■ **MATERIALS PROVIDED**:
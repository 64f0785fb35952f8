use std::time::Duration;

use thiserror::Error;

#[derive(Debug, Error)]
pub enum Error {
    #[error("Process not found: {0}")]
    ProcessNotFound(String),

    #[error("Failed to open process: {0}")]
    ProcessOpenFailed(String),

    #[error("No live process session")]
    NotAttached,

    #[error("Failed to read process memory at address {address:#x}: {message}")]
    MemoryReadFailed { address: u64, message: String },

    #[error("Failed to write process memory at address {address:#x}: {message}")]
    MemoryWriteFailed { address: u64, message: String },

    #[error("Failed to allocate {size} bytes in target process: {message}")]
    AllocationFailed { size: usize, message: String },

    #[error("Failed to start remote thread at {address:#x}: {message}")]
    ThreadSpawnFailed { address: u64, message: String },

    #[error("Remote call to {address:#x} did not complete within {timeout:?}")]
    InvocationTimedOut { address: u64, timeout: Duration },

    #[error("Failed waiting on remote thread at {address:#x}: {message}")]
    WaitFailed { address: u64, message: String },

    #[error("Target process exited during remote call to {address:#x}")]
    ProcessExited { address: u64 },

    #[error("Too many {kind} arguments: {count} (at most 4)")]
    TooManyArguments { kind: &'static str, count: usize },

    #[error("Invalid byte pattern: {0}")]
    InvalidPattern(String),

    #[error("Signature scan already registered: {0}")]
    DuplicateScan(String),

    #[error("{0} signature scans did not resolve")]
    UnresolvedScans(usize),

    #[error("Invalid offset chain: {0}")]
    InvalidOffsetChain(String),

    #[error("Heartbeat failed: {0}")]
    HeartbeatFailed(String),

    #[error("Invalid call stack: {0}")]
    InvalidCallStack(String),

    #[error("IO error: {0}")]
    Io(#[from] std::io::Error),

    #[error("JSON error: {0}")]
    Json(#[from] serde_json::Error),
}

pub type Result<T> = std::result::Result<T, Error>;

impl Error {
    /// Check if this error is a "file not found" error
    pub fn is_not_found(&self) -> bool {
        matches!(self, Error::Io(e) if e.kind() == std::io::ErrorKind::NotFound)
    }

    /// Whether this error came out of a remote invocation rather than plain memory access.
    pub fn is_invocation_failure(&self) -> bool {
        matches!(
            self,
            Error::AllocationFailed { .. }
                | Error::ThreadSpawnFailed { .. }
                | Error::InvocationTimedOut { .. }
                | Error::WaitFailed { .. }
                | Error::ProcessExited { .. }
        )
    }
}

■ **TASK INSTRUCTIONS**:
Would you please return every line in the listing where "count" shows up?

■ **ANSWER FOR THE TASK**:
    #[error("Too many {kind} arguments: {count} (at most 4)")]
    TooManyArguments { kind: &'static str, count: usize },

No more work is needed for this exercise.